● **Data for processing**
═══

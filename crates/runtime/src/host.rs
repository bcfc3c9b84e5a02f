//! Tokio host for a session: descriptor readiness via `AsyncFd`, keep-alive
//! via `sleep_until`.
//!
//! [`TokioReactor`] only records what the session asked for; [`drive`] turns
//! that registration into readiness and timer events and feeds them back
//! through [`Sessions`]. Run it on a current-thread runtime (or inside a
//! `LocalSet`), since sessions are not `Send`.
//!
//! ```ignore
//! let reactor = TokioReactor::new();
//! let id = sessions.insert(Box::new(client), Box::new(reactor.clone()));
//! sessions.with(id, |s| s.init(&config))??;
//! drive(&sessions, id, &reactor).await?;
//! ```

use std::cell::RefCell;
use std::io;
use std::os::fd::{AsRawFd, RawFd};
use std::rc::Rc;
use std::time::Duration;

use tokio::io::Interest as IoInterest;
use tokio::io::unix::AsyncFd;
use tokio::time::{Instant, sleep_until};
use tracing::{debug, trace, warn};

use crate::bridge::Readiness;
use crate::error::{Error, Result};
use crate::reactor::Reactor;
use crate::table::{SessionId, Sessions};

/// How long the driver waits before re-querying a session that has neither a
/// descriptor nor a timer armed.
const IDLE_REQUERY: Duration = Duration::from_millis(50);

#[derive(Debug, Default)]
struct Registration {
	fd: Option<(RawFd, bool, bool)>,
	timer: Option<Timer>,
}

#[derive(Debug, Clone, Copy)]
struct Timer {
	deadline: Instant,
	interval: Duration,
}

/// Reactor handle backed by the tokio runtime. Clones share registration.
#[derive(Debug, Clone, Default)]
pub struct TokioReactor {
	registration: Rc<RefCell<Registration>>,
}

impl TokioReactor {
	pub fn new() -> Self {
		Self::default()
	}

	fn snapshot(&self) -> (Option<(RawFd, bool, bool)>, Option<Timer>) {
		let registration = self.registration.borrow();
		(registration.fd, registration.timer)
	}

	/// Moves a fired timer to its next period.
	fn reschedule(&self) {
		if let Some(timer) = self.registration.borrow_mut().timer.as_mut() {
			timer.deadline = Instant::now() + timer.interval;
		}
	}
}

impl Reactor for TokioReactor {
	fn register_fd(&mut self, fd: RawFd, readable: bool, writable: bool) {
		self.registration.borrow_mut().fd = Some((fd, readable, writable));
	}

	fn unregister_fd(&mut self, fd: RawFd) {
		let mut registration = self.registration.borrow_mut();
		if registration.fd.is_some_and(|(current, _, _)| current == fd) {
			registration.fd = None;
		}
	}

	fn start_timer(&mut self, delay: Duration, interval: Duration) {
		self.registration.borrow_mut().timer = Some(Timer {
			deadline: Instant::now() + delay,
			interval,
		});
	}

	fn stop_timer(&mut self) {
		self.registration.borrow_mut().timer = None;
	}

	fn now(&self) -> std::time::Instant {
		Instant::now().into_std()
	}
}

/// Descriptor owned by the client; only borrowed for readiness.
struct ClientFd(RawFd);

impl AsRawFd for ClientFd {
	fn as_raw_fd(&self) -> RawFd {
		self.0
	}
}

struct Watched {
	key: (RawFd, bool, bool),
	fd: AsyncFd<ClientFd>,
	interest: IoInterest,
}

impl Watched {
	fn register(key: (RawFd, bool, bool), interest: IoInterest) -> io::Result<Self> {
		// SAFETY: the connection keeps `key.0` open while it is registered with the
		// reactor, and `drive` drops this value as soon as that registration changes
		// or the session closes.
		let fd = unsafe { AsyncFd::register_with_interest(ClientFd(key.0), interest) }.map_err(io::Error::from)?;
		Ok(Self { key, fd, interest })
	}
}

fn io_interest(readable: bool, writable: bool) -> Option<IoInterest> {
	match (readable, writable) {
		(true, true) => Some(IoInterest::READABLE | IoInterest::WRITABLE),
		(true, false) => Some(IoInterest::READABLE),
		(false, true) => Some(IoInterest::WRITABLE),
		(false, false) => None,
	}
}

async fn readiness(watched: Option<&Watched>) -> io::Result<Readiness> {
	let Some(watched) = watched else {
		return std::future::pending().await;
	};
	let mut guard = watched.fd.ready(watched.interest).await?;
	let ready = guard.ready();
	guard.clear_ready();
	Ok(Readiness {
		readable: ready.is_readable() || ready.is_read_closed(),
		writable: ready.is_writable() || ready.is_write_closed(),
	})
}

enum Wake {
	Io(io::Result<Readiness>),
	Timer,
	Idle,
}

/// Drives one session until it is closed (or removed from `sessions`).
pub async fn drive(sessions: &Sessions, id: SessionId, reactor: &TokioReactor) -> Result<()> {
	let mut watched: Option<Watched> = None;

	loop {
		match sessions.with(id, |session| session.is_closed()) {
			Ok(true) | Err(Error::UnknownSession(_)) => break,
			Ok(false) => {}
			Err(err) => return Err(err),
		}

		let (fd, timer) = reactor.snapshot();
		let wanted = fd.and_then(|key| io_interest(key.1, key.2).map(|interest| (key, interest)));
		match wanted {
			Some((key, _)) if watched.as_ref().is_some_and(|w| w.key == key) => {}
			Some((key, interest)) => {
				watched = None;
				match Watched::register(key, interest) {
					Ok(registered) => {
						trace!(target = "zk.host", session = %id, fd = key.0, "descriptor registered");
						watched = Some(registered);
					}
					Err(err) => {
						warn!(target = "zk.host", session = %id, fd = key.0, error = %err, "cannot watch descriptor");
						sessions.on_io_ready(id, Err(err))?;
					}
				}
			}
			None => watched = None,
		}

		let deadline = timer.map_or_else(|| Instant::now() + IDLE_REQUERY, |timer| timer.deadline);
		let wake = tokio::select! {
			ready = readiness(watched.as_ref()) => Wake::Io(ready),
			_ = sleep_until(deadline) => {
				if timer.is_some() { Wake::Timer } else { Wake::Idle }
			}
		};

		match wake {
			Wake::Io(ready) => sessions.on_io_ready(id, ready)?,
			Wake::Timer => {
				reactor.reschedule();
				sessions.on_timer_fire(id)?;
			}
			Wake::Idle => sessions.yield_interest(id)?,
		}
	}

	debug!(target = "zk.host", session = %id, "session closed, driver stopped");
	Ok(())
}

#[cfg(test)]
mod tests {
	use std::io::Write;
	use std::os::unix::net::UnixStream;

	use super::*;

	#[test]
	fn registration_tracks_latest_request() {
		let mut reactor = TokioReactor::new();
		reactor.register_fd(7, true, false);
		reactor.unregister_fd(8);
		assert_eq!(reactor.snapshot().0, Some((7, true, false)));
		reactor.unregister_fd(7);
		assert_eq!(reactor.snapshot().0, None);
	}

	#[test]
	fn timer_reschedules_by_interval() {
		let mut reactor = TokioReactor::new();
		let start = Instant::now();
		reactor.start_timer(Duration::from_millis(30), Duration::from_secs(5));
		let first = reactor.snapshot().1.unwrap().deadline;
		assert!(first >= start + Duration::from_millis(30));
		assert!(first < start + Duration::from_secs(5));

		reactor.reschedule();
		assert!(reactor.snapshot().1.unwrap().deadline >= start + Duration::from_secs(5));

		reactor.stop_timer();
		assert!(reactor.snapshot().1.is_none());
	}

	#[tokio::test]
	async fn readiness_reports_readable_socket() {
		let (mut writer, reader) = UnixStream::pair().unwrap();
		reader.set_nonblocking(true).unwrap();
		writer.write_all(b"x").unwrap();

		let watched = Watched::register((reader.as_raw_fd(), true, false), IoInterest::READABLE).unwrap();
		let ready = readiness(Some(&watched)).await.unwrap();
		assert!(ready.readable);
	}
}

═══

● **Task statement**
Write only the number of lines in the entries where the string "await" occurs.

● **Response area**
4